Recommendations for a taxpayer-friendly COVID-19 legislative finale offering promise for post-virus recovery
With the Kentucky General Assembly returning to its work today, the Bluegrass Institute urges legislators to make their sole constitutional obligation of passing a balanced budget their top priority.
Now isn't the time to raise taxes and increase spending. There will already be enough of that occurring at both the federal and state levels to provide financial assistance to our fellow Kentuckians and Americans in response to the coronavirus-induced shutdowns of our country’s and commonwealth’s economies.
As the budget conference committee, which is comprised of members from both chambers, continues to meet and hammer out a two-year spending plan, we also offer the following recommendations regarding other policy proposals remaining in play during the legislative session:
Pension-reform policies found in House Bill 613 rightly moves new university members of the Teachers’ Retirement System to a more sustainable and affordable hybrid retirement system, and House Bill 171 lowers quasi-government agencies’ pension payments in recognition that these groups’ liabilities differ widely not only from state agencies but also from each other. Please see our recommendations for how this good bill could be made into a great bill.

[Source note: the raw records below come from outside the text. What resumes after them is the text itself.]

//! Board primitives shared by every stage of move review.

pub mod marks;
pub mod point;
pub mod status;

pub use marks::{PointSet, StoneMark, StoneMarks};
pub use point::{BoardSize, Point, PointError, MAX_BOARD};
pub use status::{Color, Outcome, Safety, Status};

Pass no tax increases. Now is not the time to increase Kentuckians’ tax burden, including proposed tax hikes on tobacco products, including vaping items, which would disproportionately affect poorer Kentuckians.

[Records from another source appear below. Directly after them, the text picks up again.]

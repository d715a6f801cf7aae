//! Faults raised while collecting and reviewing move reasons.
//!
//! None of these are expected during normal play: a full table means the
//! capacities do not fit the board, and the rest point at a bug in whoever
//! registered the reason.

use thiserror::Error;

use super::kind::ReasonKind;
use crate::board::Point;

#[derive(Debug, Error, Clone, PartialEq, Eq)]
pub enum ReasonError {
    #[error("{table} table is full ({capacity} entries)")]
    TableFull {
        table: &'static str,
        capacity: usize,
    },

    #[error("reason list for {point} is full ({capacity} reasons)")]
    ReasonListFull { point: Point, capacity: usize },

    #[error("reason table is full ({capacity} reasons)")]
    ReasonTableFull { capacity: usize },

    #[error("point {0} is off the board")]
    OffBoard(Point),

    #[error("cyclic point redistribution from {from} to {to}")]
    CyclicReplacement { from: Point, to: Point },

    #[error("redistribution from {from} to {to} conflicts with existing rule to {existing}")]
    ConflictingReplacement {
        from: Point,
        to: Point,
        existing: Point,
    },

    #[error("cannot connect dragons of different colors at {0} and {1}")]
    MixedColors(Point, Point),

    #[error("{kind} reason registered with the wrong kind of subject")]
    SubjectMismatch { kind: ReasonKind },
}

Not only should the tobacco tax go up in flames, but the legislature should dump the idea of raising fuel taxes. There are plenty of reasons these taxes should not be increased, including the fact that current revenues from the gas tax are being diverted away from their stated purpose of funding the building and repair of roads and bridges. Raising the tax during this COVID-19 meltdown would hinder Kentucky’s post-virus economic recovery.

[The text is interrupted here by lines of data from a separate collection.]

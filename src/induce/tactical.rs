use log::trace;

use crate::board::{Color, Outcome, Point};
use crate::oracle::{Oracle, Trial};
use crate::reasons::{ReasonError, ReasonKind, WormId};
use crate::session::Session;

/// Reasons whose move is worth re-reading for extra tactical effects.
fn triggers_reading(kind: ReasonKind) -> bool {
    use ReasonKind::*;
    matches!(
        kind,
        Attack
            | AttackGoodKo
            | AttackBadKo
            | Defend
            | DefendGoodKo
            | DefendBadKo
            | Connect
            | Cut
            | AttackEither
            | DefendBoth
    )
}

impl Session {
    /// Plays every move that already attacks, defends, connects or cuts
    /// and checks whether it also settles some other unstable worm.
    pub fn find_more_attack_and_defense_moves<O: Oracle + ?Sized>(
        &mut self,
        oracle: &mut O,
        color: Color,
    ) -> Result<(), ReasonError> {
        let other = color.other();
        let mut unstable: Vec<(WormId, Point)> = Vec::new();
        for p in self.size.points() {
            if oracle.color_at(p).is_none() {
                continue;
            }
            let worm = oracle.worm(p);
            if worm.origin == p
                && worm.attack_code.is_success()
                && worm.defense_code.is_success()
            {
                unstable.push((self.registry.worm(p)?, p));
            }
        }
        if unstable.is_empty() {
            return Ok(());
        }

        for ii in self.size.points() {
            if !self.reasons_at(ii).any(|r| triggers_reading(r.kind)) {
                continue;
            }
            let Some(mut trial) = Trial::play(&mut *oracle, ii, color) else {
                continue;
            };
            for &(id, aa) in &unstable {
                match trial.color_at(aa) {
                    Some(c) if c == color => {
                        if !self.defense_known(ii, Some(id)) && trial.attack(aa) == Outcome::Fail
                        {
                            trace!("found extra point of defense of {aa} at {ii}");
                            self.add_defense_move(&*trial, ii, aa, Outcome::Win)?;
                        }
                    }
                    Some(_) => {
                        if self.attack_known(ii, Some(id))
                            || trial.find_defense(aa).is_success()
                        {
                            continue;
                        }
                        let mut attack_works = true;
                        if let Some(dp) = trial.worm(aa).defense_point {
                            if let Some(mut nested) = Trial::play(&mut *trial, dp, other) {
                                if nested.attack(aa) == Outcome::Fail {
                                    attack_works = false;
                                }
                            }
                        }
                        if attack_works {
                            trace!("found extra point of attack of {aa} at {ii}");
                            self.add_attack_move(&*trial, ii, aa, Outcome::Win)?;
                        }
                    }
                    None => {}
                }
            }
        }
        Ok(())
    }
}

Also, it appears the legislature won’t be passing a constitutional amendment to remove a taxpayer-friendly barrier against local governments adding to Kentuckians’ already-heavy tax burden. Attempts to pass House Bill 475 offer a reminder of the genius of our founding fathers, who set a high bar for changing the Constitution.
Say “no” to the wrong kind of criminal justice reform. Senate Bill 15, known as “Marsy’s Law,” is named for a California woman who was stalked and killed in 1983 by her ex-boyfriend. Her family members were later confronted by the accused murderer whom they were not told had been released on bail. But Union Republican Sen. John Schickel, a former U.S. Marshal and local law enforcement officer, has written that “Kentucky has some of the best laws in the nation to keep crime victims informed," adding that Westerfield’s bill is based on California law which attempts to fix what’s not broken in the Bluegrass State.
“The commonwealth already has the Kentucky Crime Victim Bill of Rights codified in KRS 421.500 to .576,” Schickel writes. “Under Kentucky’s existing law, Marsy’s family would have been notified before the individual was released from jail.”
State government must live within its means just like Kentucky families are forced to do during these difficult times. This can only be done with a budget that holds the line on spending, contains no tax increases and offers promise for a strong post-coronavirus recovery.